Mexico’s president, facing intense pressure to bring record-breaking homicide rates under control, has begun to deploy the country’s new National Guard in Mexico City.

“We need more presence and protection for the citizens of the capital,” President Andrés Manuel López Obrador said last week as he announced the deployment.

While the crime rate is still relatively low in the capital compared with much of the country, it has been rising, and two high-profile killings in recent weeks have focused political attention on the problem.

But critics, including human rights groups, warn that the use of the National Guard — a militarized police force created out of Mexico’s army, navy and federal police — could lead to abuses.

Despite the government’s assertion that it is a civilian agency, the National Guard was rolled out on Sunday at Mexico City’s military parade grounds, under the command of an active military officer.

Critics say the force is ill-equipped to carry out policing.

Late last year, Mayor Claudia Sheinbaum, a close ally of the president’s, said her city did not need the National Guard.

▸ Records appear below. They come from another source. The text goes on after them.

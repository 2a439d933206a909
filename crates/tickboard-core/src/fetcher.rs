//! Remote calls against the dashboard API and normalization of their payloads.
//!
//! | Endpoint | Method | Result |
//! |----------|--------|--------|
//! | `/api/list` | [`DataFetcher::fetch_list`] | [`Catalog`] |
//! | `/api/history/{symbol}` | [`DataFetcher::fetch_history`] | [`HistoryPayload`] |
//! | `/api/predict/{symbol}` | [`DataFetcher::fetch_prediction`] | [`Prediction`] |
//!
//! Every call is a single attempt. Failures are reported, never retried.

use std::sync::Arc;

use serde::Deserialize;
use tracing::debug;

use crate::catalog::Catalog;
use crate::config::DashboardConfig;
use crate::domain::{parse_market_date, PriceHistory, PriceRow, Prediction, Range52, Symbol};
use crate::error::{CatalogLoadError, DataKind, FetchFailed, ValidationError};
use crate::http_client::{HttpClient, HttpRequest};

/// Normalized history response: the price series and its 52-week bounds,
/// which always travel together.
#[derive(Debug, Clone, PartialEq)]
pub struct HistoryPayload {
    pub history: PriceHistory,
    pub range52: Range52,
}

#[derive(Debug, Deserialize)]
struct HistoryResponse {
    data: Vec<HistoryRow>,
    min52: f64,
    max52: f64,
}

#[derive(Debug, Deserialize)]
#[serde(rename_all = "PascalCase")]
struct HistoryRow {
    date: String,
    open: f64,
    high: f64,
    low: f64,
    close: f64,
}

#[derive(Debug, Deserialize)]
struct PredictionResponse {
    predictions: Vec<PredictionPoint>,
}

#[derive(Debug, Deserialize)]
struct PredictionPoint {
    date: String,
    predicted_price: f64,
}

/// Stateless client for the three dashboard endpoints.
#[derive(Clone)]
pub struct DataFetcher {
    http_client: Arc<dyn HttpClient>,
    base_url: String,
    timeout_ms: Option<u64>,
}

impl std::fmt::Debug for DataFetcher {
    fn fmt(&self, f: &mut std::fmt::Formatter<'_>) -> std::fmt::Result {
        f.debug_struct("DataFetcher")
            .field("base_url", &self.base_url)
            .field("timeout_ms", &self.timeout_ms)
            .finish_non_exhaustive()
    }
}

impl DataFetcher {
    pub fn new(http_client: Arc<dyn HttpClient>, config: &DashboardConfig) -> Self {
        Self {
            http_client,
            base_url: config.api_url.trim_end_matches('/').to_owned(),
            timeout_ms: config.request_timeout_ms,
        }
    }

    pub fn base_url(&self) -> &str {
        &self.base_url
    }

    /// `GET /api/list` and build the catalog from it.
    pub async fn fetch_list(&self) -> Result<Catalog, CatalogLoadError> {
        let url = format!("{}/api/list", self.base_url);
        debug!(%url, "fetching catalog");

        let response = self.http_client.execute(self.request(url)).await?;
        if !response.is_success() {
            return Err(CatalogLoadError::Status {
                status: response.status,
            });
        }
        Catalog::from_json(&response.body)
    }

    /// `GET /api/history/{symbol}`.
    pub async fn fetch_history(&self, symbol: &Symbol) -> Result<HistoryPayload, FetchFailed> {
        let body = self.get_body(symbol, DataKind::History, "history").await?;
        let fail = |reason: String| FetchFailed::new(symbol.as_str(), DataKind::History, reason);

        let parsed: HistoryResponse =
            serde_json::from_str(&body).map_err(|e| fail(format!("invalid payload: {e}")))?;
        normalize_history(parsed).map_err(|e| fail(e.to_string()))
    }

    /// `GET /api/predict/{symbol}`.
    pub async fn fetch_prediction(&self, symbol: &Symbol) -> Result<Prediction, FetchFailed> {
        let body = self
            .get_body(symbol, DataKind::Prediction, "predict")
            .await?;
        let fail = |reason: String| FetchFailed::new(symbol.as_str(), DataKind::Prediction, reason);

        let parsed: PredictionResponse =
            serde_json::from_str(&body).map_err(|e| fail(format!("invalid payload: {e}")))?;
        normalize_prediction(parsed).map_err(|e| fail(e.to_string()))
    }

    async fn get_body(
        &self,
        symbol: &Symbol,
        kind: DataKind,
        route: &str,
    ) -> Result<String, FetchFailed> {
        let url = format!(
            "{}/api/{route}/{}",
            self.base_url,
            urlencoding::encode(symbol.as_str())
        );
        debug!(%url, %kind, "fetching item data");

        let response = self
            .http_client
            .execute(self.request(url))
            .await
            .map_err(|e| FetchFailed::new(symbol.as_str(), kind, format!("transport error: {e}")))?;

        if !response.is_success() {
            return Err(FetchFailed::new(
                symbol.as_str(),
                kind,
                format!("upstream returned status {}", response.status),
            ));
        }
        Ok(response.body)
    }

    fn request(&self, url: String) -> HttpRequest {
        HttpRequest::get(url)
            .with_header("accept", "application/json")
            .with_timeout_ms(self.timeout_ms)
    }
}

fn normalize_history(response: HistoryResponse) -> Result<HistoryPayload, ValidationError> {
    let rows = response
        .data
        .into_iter()
        .map(|row| {
            Ok(PriceRow {
                date: parse_market_date(&row.date)?,
                open: row.open,
                high: row.high,
                low: row.low,
                close: row.close,
            })
        })
        .collect::<Result<Vec<_>, ValidationError>>()?;

    Ok(HistoryPayload {
        history: PriceHistory::from_rows(rows)?,
        range52: Range52::new(response.min52, response.max52)?,
    })
}

fn normalize_prediction(response: PredictionResponse) -> Result<Prediction, ValidationError> {
    let points = response
        .predictions
        .into_iter()
        .map(|point| Ok((parse_market_date(&point.date)?, point.predicted_price)))
        .collect::<Result<Vec<_>, ValidationError>>()?;
    Prediction::from_points(points)
}

#[cfg(test)]
mod tests {
    use time::macros::date;

    use super::*;
    use crate::http_client::{FixtureHttpClient, HttpResponse};

    const HISTORY: &str = r#"{
        "data": [
            {"Date": "2024-01-01", "Open": 1, "High": 2, "Low": 0.5, "Close": 1.5,
             "Volume": 100},
            {"Date": "2024-01-02", "Open": 1.5, "High": 2.5, "Low": 1.0, "Close": 2.0,
             "Volume": 120}
        ],
        "min52": 0.5,
        "max52": 2.5
    }"#;

    const PREDICTION: &str = r#"{
        "predictions": [
            {"date": "2024-01-03", "predicted_price": 2.1},
            {"date": "2024-01-04", "predicted_price": 2.3}
        ]
    }"#;

    fn fetcher(client: FixtureHttpClient) -> DataFetcher {
        DataFetcher::new(Arc::new(client), &DashboardConfig::default())
    }

    fn aapl() -> Symbol {
        Symbol::new("AAPL").expect("valid symbol")
    }

    #[tokio::test]
    async fn history_rows_become_column_series_with_bounds() {
        let fetcher = fetcher(FixtureHttpClient::new().with_json("/api/history/AAPL", HISTORY));

        let payload = fetcher.fetch_history(&aapl()).await.expect("history parses");
        assert_eq!(
            payload.history.dates(),
            &[date!(2024 - 01 - 01), date!(2024 - 01 - 02)]
        );
        assert_eq!(payload.history.high(), &[2.0, 2.5]);
        assert_eq!(payload.history.low(), &[0.5, 1.0]);
        assert_eq!(payload.range52, Range52 { min: 0.5, max: 2.5 });
    }

    #[tokio::test]
    async fn prediction_points_are_normalized() {
        let fetcher = fetcher(FixtureHttpClient::new().with_json("/api/predict/AAPL", PREDICTION));

        let prediction = fetcher.fetch_prediction(&aapl()).await.expect("prediction parses");
        assert_eq!(prediction.prices(), &[2.1, 2.3]);
        assert_eq!(prediction.dates()[0], date!(2024 - 01 - 03));
    }

    #[tokio::test]
    async fn error_status_is_reported_as_fetch_failure() {
        let fetcher = fetcher(FixtureHttpClient::new().with_response(
            "/api/history/AAPL",
            HttpResponse::with_status(400, r#"{"detail":"invalid ticker"}"#),
        ));

        let error = fetcher.fetch_history(&aapl()).await.expect_err("400 fails");
        assert_eq!(error.kind, DataKind::History);
        assert_eq!(error.symbol, "AAPL");
        assert!(error.reason.contains("400"), "{}", error.reason);
    }

    #[tokio::test]
    async fn malformed_payload_is_reported_as_fetch_failure() {
        let fetcher = fetcher(
            FixtureHttpClient::new().with_json("/api/predict/AAPL", r#"{"predictions": 3}"#),
        );

        let error = fetcher.fetch_prediction(&aapl()).await.expect_err("bad shape");
        assert_eq!(error.kind, DataKind::Prediction);
        assert!(error.reason.contains("invalid payload"), "{}", error.reason);
    }

    #[tokio::test]
    async fn symbols_are_percent_encoded_in_paths() {
        let fetcher = fetcher(
            FixtureHttpClient::new()
                .with_json("/api/history/%5EGSPC", HISTORY)
                .with_json("/api/history/BTC_USD", HISTORY),
        );

        for key in ["^GSPC", "BTC_USD"] {
            let symbol = Symbol::new(key).expect("valid symbol");
            assert!(fetcher.fetch_history(&symbol).await.is_ok(), "{key}");
        }
    }

    #[tokio::test]
    async fn lowercase_key_is_requested_as_listed() {
        let fetcher = fetcher(FixtureHttpClient::new().with_json("/api/history/aapl", HISTORY));
        let symbol = Symbol::new("aapl").expect("valid symbol");
        assert!(fetcher.fetch_history(&symbol).await.is_ok());
    }

    #[tokio::test]
    async fn list_failure_status_is_a_load_error() {
        let fetcher = fetcher(
            FixtureHttpClient::new().with_response("/api/list", HttpResponse::with_status(503, "")),
        );
        assert_eq!(
            fetcher.fetch_list().await,
            Err(CatalogLoadError::Status { status: 503 })
        );
    }

    #[test]
    fn base_url_trailing_slash_is_trimmed() {
        let config = DashboardConfig::default().with_api_url("http://localhost:8000/");
        let fetcher = DataFetcher::new(Arc::new(FixtureHttpClient::new()), &config);
        assert_eq!(fetcher.base_url(), "http://localhost:8000");
    }
}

But faced with rising rates in crimes like homicide, kidnapping and robbery, she agreed that the force could be deployed throughout the city, beginning with 2,700 Guard members in special operations and street patrols.

The kidnap and murder of a college student last month, followed by the murder of a young Roman Catholic deacon, drew intense news coverage. So did Mr. López Obrador’s decision to dismantle the previous government’s anti-kidnapping strategy, one of the only measures against crime that had begun to show success.

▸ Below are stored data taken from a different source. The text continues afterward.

mod cli;
mod commands;
mod error;
mod output;

use clap::Parser;
use std::process::ExitCode;
use tracing_subscriber::EnvFilter;

use crate::cli::Cli;
use crate::error::CliError;

#[tokio::main]
async fn main() -> ExitCode {
    tracing_subscriber::fmt()
        .with_env_filter(
            EnvFilter::try_from_default_env().unwrap_or_else(|_| EnvFilter::new("warn")),
        )
        .with_writer(std::io::stderr)
        .init();

    match run().await {
        Ok(()) => ExitCode::SUCCESS,
        Err(error) => {
            eprintln!("error: {error}");
            ExitCode::from(error.exit_code())
        }
    }
}

async fn run() -> Result<(), CliError> {
    let cli = Cli::parse();
    commands::run(&cli).await
}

But Mayor Sheinbaum said the decision to deploy the Guard had been under discussion for some time. “This isn’t a decision we took yesterday or a week ago,” she said. “This is a task we have been developing for several months.”

On Sunday, three white pickup trucks bearing the National Guard’s insignia and carrying officers holding guns drove along an avenue at the edge of the city in a show of force.

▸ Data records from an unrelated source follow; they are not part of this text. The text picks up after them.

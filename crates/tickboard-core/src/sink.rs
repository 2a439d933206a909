//! The rendering interface the core drives.
//!
//! The core never draws anything itself. A front end implements
//! [`PresentationSink`] and is handed to the dashboard at startup; the event
//! loop owns it from then on and calls it only from that loop.

use time::Date;

use crate::catalog::Catalog;
use crate::dashboard::Selector;
use crate::domain::{Item, Symbol};

/// One row of the navigation list.
#[derive(Debug, Clone, PartialEq, Eq)]
pub struct NavEntry {
    pub index: usize,
    pub symbol: Symbol,
    pub name: String,
}

impl NavEntry {
    pub fn from_catalog(catalog: &Catalog) -> Vec<Self> {
        catalog
            .iter()
            .map(|item| Self {
                index: item.id().index(),
                symbol: item.symbol().clone(),
                name: item.name().to_owned(),
            })
            .collect()
    }
}

/// Figures shown under the chart.
#[derive(Debug, Clone, Copy, PartialEq)]
pub struct Summary {
    pub min52: f64,
    pub max52: f64,
    pub predicted_avg: Option<f64>,
    pub predicted_max: Option<f64>,
}

impl Summary {
    /// `None` until the item's history (and with it the 52-week range) is cached.
    pub fn for_item(item: &Item) -> Option<Self> {
        let range = item.range52()?;
        let prediction = item.prediction();
        Some(Self {
            min52: range.min,
            max52: range.max,
            predicted_avg: prediction.and_then(|p| p.average()),
            predicted_max: prediction.and_then(|p| p.max()),
        })
    }
}

pub trait PresentationSink: Send {
    /// Draw the navigation list. `selector` feeds clicks back into the core.
    fn render_navigation(&mut self, entries: &[NavEntry], selector: Selector);

    fn render_header(&mut self, name: &str, description: &str);

    /// Highlight the navigation entry at `index`.
    fn set_active_entry(&mut self, index: usize) {
        let _ = index;
    }

    /// Plot the daily high and low series.
    fn render_chart(&mut self, dates: &[Date], high: &[f64], low: &[f64]);

    fn render_summary(&mut self, summary: &Summary);
}

/// Push chart and summary for `item`. Returns `false` if it has no history yet.
pub(crate) fn render_item(sink: &mut dyn PresentationSink, item: &Item) -> bool {
    let (Some(history), Some(summary)) = (item.history(), Summary::for_item(item)) else {
        return false;
    };
    sink.render_chart(history.dates(), history.high(), history.low());
    sink.render_summary(&summary);
    true
}
use std::io;
use std::sync::Arc;

use tickboard_core::{Dashboard, DashboardConfig, HttpClient};
use tracing::info;

use crate::error::CliError;
use crate::output::{format_report, TextSink};

pub async fn run(config: DashboardConfig, client: Arc<dyn HttpClient>) -> Result<(), CliError> {
    let stagger = config.prefetch_stagger;
    let handle = Dashboard::start(config, client, Box::new(TextSink::new(io::stdout()))).await?;

    let catalog = handle.snapshot().await?;
    info!(
        items = catalog.len(),
        stagger_ms = stagger.as_millis() as u64,
        "prefetching catalog"
    );

    handle.wait_until_settled().await?;
    let catalog = handle.snapshot().await?;
    print!("{}", format_report(&catalog));

    handle.shutdown().await?;
    Ok(())
}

Ms. Sheinbaum’s security strategy also includes strengthening the city’s police force. Since she took office in December, the city has increased police salaries and hired 3,000 new officers. The police force is planning to increase the number of officers by almost 50 percent, to 24,000, she said.

Mr. López Obrador said last week that his government had originally considered it unnecessary to send the National Guard to Mexico City, which has a largely functional police force of its own.

But progress has not come fast enough, the president said.

Homicide rates in the city of almost nine million people have jumped as much as 50 percent in some months, compared with a year earlier, although in other months they have remained relatively stable. In May, for example, there were 157 homicides; in May 2018 there were 98.

Luis Wertman, the director of Trust and Citizen Impulse, a civil organization that focuses on security issues, agreed that violence was rising and blamed past city administrations, which he said failed to pay enough attention to security and crime prevention.

Still, he argued that the National Guard was unnecessary. Mexico City has one of the country’s best-trained local police forces in the country, and the deployment of militarized forces could prompt a backlash in the famously liberal city, he said.

While other cities have been accustomed to a military presence over the past dozen years, since former President Felipe Calderón first sent the military to fight drug gangs, the capital’s residents are wary of the armed forces — a legacy of the military crackdowns on student and opposition protests in the late 1960s and early 1970s, Mr. Wertman said.

“Historically, Mexico City has rejected the military patrolling of the streets,” he said.

Francisco Rivas, the director of Observatorio Ciudadano, a crime watch group, lamented what he described as the “effective militarization of public security,” and said the deployment left many questions unanswered: “questions about training, accountability and specific objectives.”

Mexico City residents, worried about rising crime rates, may initially welcome the National Guard forces, he said, noting that government has “told us it is the solution to our problems.”

“But it can turn out to be counterproductive,” he said.